To Clarke Griffin, with Love
If you’re not watching The 100, I do forgive you. It is a CW show, after all. (I don’t know why, but I can’t take the CW seriously! It doesn’t seem to matter how many of their shows I watch and love!) However, if you are unfamiliar with the show, this post is a PSA for you specifically.
Before I get too into it, I’d like to say that though I am aware of the book that inspired the show (thanks, Kass Morgan!), for my purposes, know that everything here refers exclusively to the TV series. And, with that series, there is a lot to get into. But, first and foremost, the main character, Clarke Griffin.
To be fair, there’s a lot to dislike about Clarke. She’s headstrong. She’s arrogant. She’s ruthless. She’s described as the “head” component of the “head and heart” duo that comprises two of the main characters. When I think of that description, I’m more than slightly apprehensive. I don’t like the picture it paints: that Clarke is all tactic and no compassion.But that’s an oversimplification. There may be a lot to hate about Clarke, but there’s also a lot to love. To start, she’s deeply protective. She will sacrifice anything and everything for those she’s determined to care for. Additionally, she’s dedicated to her cause to the end; she’s tireless. She’s committed to her people and that devotion colors her every decision. She’s admirable, aspirational even.
If I’m being honest, though, the facet of Clarke’s characterization that warms my cold, tired heart the most is the totally nonchalant approach the writers have decided to take with regards to her sexuality. From day one, her queer identity is unsaid, and yet it is also uncontended. If you don’t have personal experience with coming out, I don’t know if I can explain to you how utopic this version of things feels. It’s as if she’s slipped into a parallel universe. It’s like ours in so many ways (the social dynamics being entirely familiar, even if the futuristic setting itself is not), except that, in this version of reality, a person’s sexuality doesn’t have to be understood—or even announced—in order for it to be respected and validated.To give you some plot context, the show follows a group of kids, the 100, who have been returned to Earth from a space station where humanity had taken refuge during a nuclear war. The kids are all criminals, technically speaking, and have been sent down as a test as to whether or not survival on the surface is possible. As it stands at this point in the series, Clarke has had two primary relationships. She fell into a relationship with another one of the 100, a man, right after the group touches down, and their relationship is very charged by dramatic circumstance and plot twists.
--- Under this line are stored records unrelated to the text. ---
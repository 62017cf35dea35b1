//! Input series validation and the higher-timeframe visibility cutoff.
//!
//! The engine consumes two pre-fetched bar series: the execution timeframe
//! and a higher timeframe used as a trend filter. Both are validated here
//! before the loop starts; a bad series is a [`DataError`], not a silently
//! wrong simulation.

use crate::domain::Bar;
use chrono::{DateTime, Duration, Utc};
use thiserror::Error;

/// Problems with the input bar series. Surfaced to the caller; the
/// simulation does not run.
#[derive(Debug, Error, PartialEq)]
pub enum DataError {
    #[error("{series} bar series is empty")]
    Empty { series: &'static str },

    #[error("{series} timestamps not strictly ascending at index {index}")]
    NotAscending { series: &'static str, index: usize },

    #[error("{series} has a non-finite price at index {index}")]
    NonFinitePrice { series: &'static str, index: usize },

    #[error("higher-timeframe series starts at {higher_start} but execution series starts at {exec_start}")]
    InsufficientCoverage {
        higher_start: DateTime<Utc>,
        exec_start: DateTime<Utc>,
    },
}

/// Validate one series: non-empty, strictly ascending unique timestamps,
/// finite OHLC everywhere. Internal gaps are fine.
pub fn validate_series(series: &'static str, bars: &[Bar]) -> Result<(), DataError> {
    if bars.is_empty() {
        return Err(DataError::Empty { series });
    }
    for (i, bar) in bars.iter().enumerate() {
        if bar.is_void()
            || !bar.open.is_finite()
            || !bar.high.is_finite()
            || !bar.low.is_finite()
            || !bar.close.is_finite()
        {
            return Err(DataError::NonFinitePrice { series, index: i });
        }
        if i > 0 && bars[i - 1].timestamp >= bar.timestamp {
            return Err(DataError::NotAscending { series, index: i });
        }
    }
    Ok(())
}

/// Validate the pair: both series individually, and the higher timeframe
/// must cover the execution window from the start.
pub fn validate_pair(exec: &[Bar], higher: &[Bar]) -> Result<(), DataError> {
    validate_series("execution", exec)?;
    validate_series("higher-timeframe", higher)?;
    if higher[0].timestamp > exec[0].timestamp {
        return Err(DataError::InsufficientCoverage {
            higher_start: higher[0].timestamp,
            exec_start: exec[0].timestamp,
        });
    }
    Ok(())
}

/// Modal spacing between consecutive higher-timeframe bars, used as the
/// bar duration when deciding whether a bar has closed. A single-bar
/// series gets a zero spacing (that bar is visible from its own open).
pub fn higher_tf_spacing(bars: &[Bar]) -> Duration {
    if bars.len() < 2 {
        return Duration::zero();
    }
    let mut diffs: Vec<Duration> = bars
        .windows(2)
        .map(|w| w[1].timestamp - w[0].timestamp)
        .collect();
    diffs.sort();
    // Modal value of a sorted list: longest run of equal elements.
    let mut best = diffs[0];
    let mut best_len = 0usize;
    let mut run_start = 0usize;
    for i in 1..=diffs.len() {
        if i == diffs.len() || diffs[i] != diffs[run_start] {
            if i - run_start > best_len {
                best_len = i - run_start;
                best = diffs[run_start];
            }
            run_start = i;
        }
    }
    best
}

/// Number of higher-timeframe bars fully closed at `now`.
///
/// A bar is visible once its close time (`timestamp + spacing`) is at or
/// before the current execution timestamp. Consulting anything beyond this
/// prefix would be lookahead, which is a correctness bug in the trend
/// filter, not a style choice.
pub fn visible_len(higher: &[Bar], spacing: Duration, now: DateTime<Utc>) -> usize {
    higher.partition_point(|b| b.timestamp + spacing <= now)
}
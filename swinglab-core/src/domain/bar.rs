//! Bar: the fundamental market data unit.

use chrono::{DateTime, Utc};
use serde::{Deserialize, Serialize};

/// OHLCV bar for a single symbol on a single timeframe.
///
/// Timestamps are the bar's open time in UTC. A series of bars is expected
/// to be ascending with unique timestamps; `data::validate_series` enforces
/// this before a simulation runs.
#[derive(Debug, Clone, Serialize, Deserialize)]
pub struct Bar {
    pub timestamp: DateTime<Utc>,
    pub open: f64,
    pub high: f64,
    pub low: f64,
    pub close: f64,
    pub volume: f64,
}

impl Bar {
    /// Returns true if any OHLC field is NaN (void bar).
    pub fn is_void(&self) -> bool {
        self.open.is_nan() || self.high.is_nan() || self.low.is_nan() || self.close.is_nan()
    }

    /// Basic OHLC sanity check: high >= low, high bounds open/close, etc.
    pub fn is_sane(&self) -> bool {
        if self.is_void() {
            return false;
        }
        self.high >= self.low
            && self.high >= self.open
            && self.high >= self.close
            && self.low <= self.open
            && self.low <= self.close
            && self.open > 0.0
            && self.close > 0.0
    }
}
Later, in the midst of an intense, three-way conflict, she strikes up a romantic and sexual relationship with the woman leader of an opposing group, Lexa. Lexa is the young commander of the population of people who survived and evolved on Earth after the nuclear devastation. Clarke, having become the unofficial head of the group from the space station, has been in close contact with Lexa for a while, especially after the two uncover a third, common enemy. They work together for a while before their relationship turns into something more. In summary, their relationship is, for lack of a better way to describe it, the opposite of queerbaiting. They meet. They disagree. They learn to trust each other. They flirt. They get together. It’s a completely familiar and believable relationship trajectory.
Many folks, reasonably so, critique the CW for the relationship’s untimely end. They’re not wrong. Eradicating queer characters before their relationships can become too serious or too central is a critical part of the perpetuation of heteronormativity in media. No matter how you look at it, Lexa leaves us too soon.
What I will say, however, is that Clarke’s relationship with Lexa is reaffirmed until (and, honestly, beyond) the end. Their love resonates so much with fans of the show. Just to give you an example, know that there’s fan convention called ClexaCon, “a multi-fandom event for LQBTQ Women and Allies.” A quick Google search of “Clexa fanfic” would also tell you everything you need to know.
I really don’t want to undermine how damaging it is for queer relationships in popular media to end so quickly, so dramatically, and so often. It hurts. It affects us irl. However, I also don’t want to undermine how game-changing positive and, more importantly, complex queer representation is. At least for me, Clarke delivers on that front. I don’t think I’ll ever stop thinking about her and what she meant to me at the time she entered into my life.